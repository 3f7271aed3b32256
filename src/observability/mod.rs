// Observability: metrics and logging

pub mod logging;
pub mod metrics;

pub use logging::init_logging;
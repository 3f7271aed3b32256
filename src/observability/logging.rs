use std::fs;
use tracing_appender::non_blocking::WorkerGuard;
use tracing_subscriber::{fmt, prelude::*, EnvFilter};

use crate::config::LoggingConfig;

/// Initializes console logging and, when a log directory is configured, a
/// daily-rolling JSON log file.
///
/// The returned guard flushes the file writer on drop; keep it alive for the
/// life of the process.
pub fn init_logging(config: &LoggingConfig) -> Option<WorkerGuard> {
    let (file_layer, guard) = match &config.dir {
        Some(dir) if fs::create_dir_all(dir).is_ok() => {
            let file_appender = tracing_appender::rolling::daily(dir, "brand_normalizer.log");
            let (writer, guard) = tracing_appender::non_blocking(file_appender);
            (Some(fmt::layer().json().with_writer(writer)), Some(guard))
        }
        _ => (None, None),
    };

    let console_layer = fmt::layer()
        .with_target(true)
        .with_writer(std::io::stderr);

    // Respect RUST_LOG if set; otherwise fall back to the configured level for our crate
    let env_filter = EnvFilter::try_from_default_env()
        .unwrap_or_else(|_| EnvFilter::new(format!("brand_normalizer={},warn", config.level)));

    let _ = tracing_subscriber::registry()
        .with(env_filter)
        .with(file_layer)
        .with(console_layer)
        .try_init();

    guard
}
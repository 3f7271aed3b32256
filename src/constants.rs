/// Field name and default constants shared across the pipeline, storage and server.
/// Alias lists are ordered by priority: the first qualifying candidate wins.

// Canonical field names (as they appear in stored documents)
pub const BRAND_NAME: &str = "brandName";
pub const YEAR_FOUNDED: &str = "yearFounded";
pub const HEADQUARTERS: &str = "headquarters";
pub const NUMBER_OF_LOCATIONS: &str = "numberOfLocations";

// Record metadata owned by the storage layer, copied through untouched
pub const CREATED_AT: &str = "createdAt";
pub const UPDATED_AT: &str = "updatedAt";

// Alias candidates, highest priority first. Dotted entries address nested fields.
pub const BRAND_NAME_ALIASES: &[&str] = &["brandName", "brand.name"];
pub const YEAR_FOUNDED_ALIASES: &[&str] = &["yearFounded", "yearCreated", "yearsFounded"];
pub const HEADQUARTERS_ALIASES: &[&str] = &["headquarters", "hqAddress"];
pub const NUMBER_OF_LOCATIONS_ALIASES: &[&str] = &["numberOfLocations"];

/// Earliest accepted founding year.
pub const MIN_YEAR_FOUNDED: i64 = 1600;

/// Fallback when no `yearFounded` alias both converts and lies in range.
pub const DEFAULT_YEAR_FOUNDED: i32 = 1600;

/// Fallback and lower bound for `numberOfLocations`.
pub const DEFAULT_NUMBER_OF_LOCATIONS: i64 = 1;

/// Text substituted for an unresolved brand name or headquarters under the sentinel policy.
pub const DEFAULT_SENTINEL: &str = "unknown";

pub const DEFAULT_CONFIG_PATH: &str = "brandnorm.toml";
pub const DEFAULT_STORE_PATH: &str = "data/brands.json";
pub const DEFAULT_PORT: u16 = 3000;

[Activity] All of the data above should be output exactly.

[Reply]
repository 3f7271aed3b32256
filename src/observability/mod.rs
// Observability: metrics and logging

pub mod logging;
pub mod metrics;

pub use logging::init_logging;
repository 3f7271aed3b32256
filename src/observability/logging.rs
use std::fs;
use tracing_appender::non_blocking::WorkerGuard;
use tracing_subscriber::{fmt, prelude::*, EnvFilter};

use crate::config::LoggingConfig;

/// Initializes console logging and, when a log directory is configured, a
/// daily-rolling JSON log file.
///
/// The returned guard flushes the file writer on drop; keep it alive for the
/// life of the process.
pub fn init_logging(config: &LoggingConfig) -> Option<WorkerGuard> {
    let (file_layer, guard) = match &config.dir {
        Some(dir) if fs::create_dir_all(dir).is_ok() => {
            let file_appender = tracing_appender::rolling::daily(dir, "brand_normalizer.log");
            let (writer, guard) = tracing_appender::non_blocking(file_appender);
            (Some(fmt::layer().json().with_writer(writer)), Some(guard))
        }
        _ => (None, None),
    };

    let console_layer = fmt::layer()
        .with_target(true)
        .with_writer(std::io::stderr);

    // Respect RUST_LOG if set; otherwise fall back to the configured level for our crate
    let env_filter = EnvFilter::try_from_default_env()
        .unwrap_or_else(|_| EnvFilter::new(format!("brand_normalizer={},warn", config.level)));

    let _ = tracing_subscriber::registry()
        .with(env_filter)
        .with(file_layer)
        .with(console_layer)
        .try_init();

    guard
}
repository 3f7271aed3b32256
filename src/constants.rs
/// Field name and default constants shared across the pipeline, storage and server.
/// Alias lists are ordered by priority: the first qualifying candidate wins.

// Canonical field names (as they appear in stored documents)
pub const BRAND_NAME: &str = "brandName";
pub const YEAR_FOUNDED: &str = "yearFounded";
pub const HEADQUARTERS: &str = "headquarters";
pub const NUMBER_OF_LOCATIONS: &str = "numberOfLocations";

// Record metadata owned by the storage layer, copied through untouched
pub const CREATED_AT: &str = "createdAt";
pub const UPDATED_AT: &str = "updatedAt";

// Alias candidates, highest priority first. Dotted entries address nested fields.
pub const BRAND_NAME_ALIASES: &[&str] = &["brandName", "brand.name"];
pub const YEAR_FOUNDED_ALIASES: &[&str] = &["yearFounded", "yearCreated", "yearsFounded"];
pub const HEADQUARTERS_ALIASES: &[&str] = &["headquarters", "hqAddress"];
pub const NUMBER_OF_LOCATIONS_ALIASES: &[&str] = &["numberOfLocations"];

/// Earliest accepted founding year.
pub const MIN_YEAR_FOUNDED: i64 = 1600;

/// Fallback when no `yearFounded` alias both converts and lies in range.
pub const DEFAULT_YEAR_FOUNDED: i32 = 1600;

/// Fallback and lower bound for `numberOfLocations`.
pub const DEFAULT_NUMBER_OF_LOCATIONS: i64 = 1;

/// Text substituted for an unresolved brand name or headquarters under the sentinel policy.
pub const DEFAULT_SENTINEL: &str = "unknown";

pub const DEFAULT_CONFIG_PATH: &str = "brandnorm.toml";
pub const DEFAULT_STORE_PATH: &str = "data/brands.json";
pub const DEFAULT_PORT: u16 = 3000;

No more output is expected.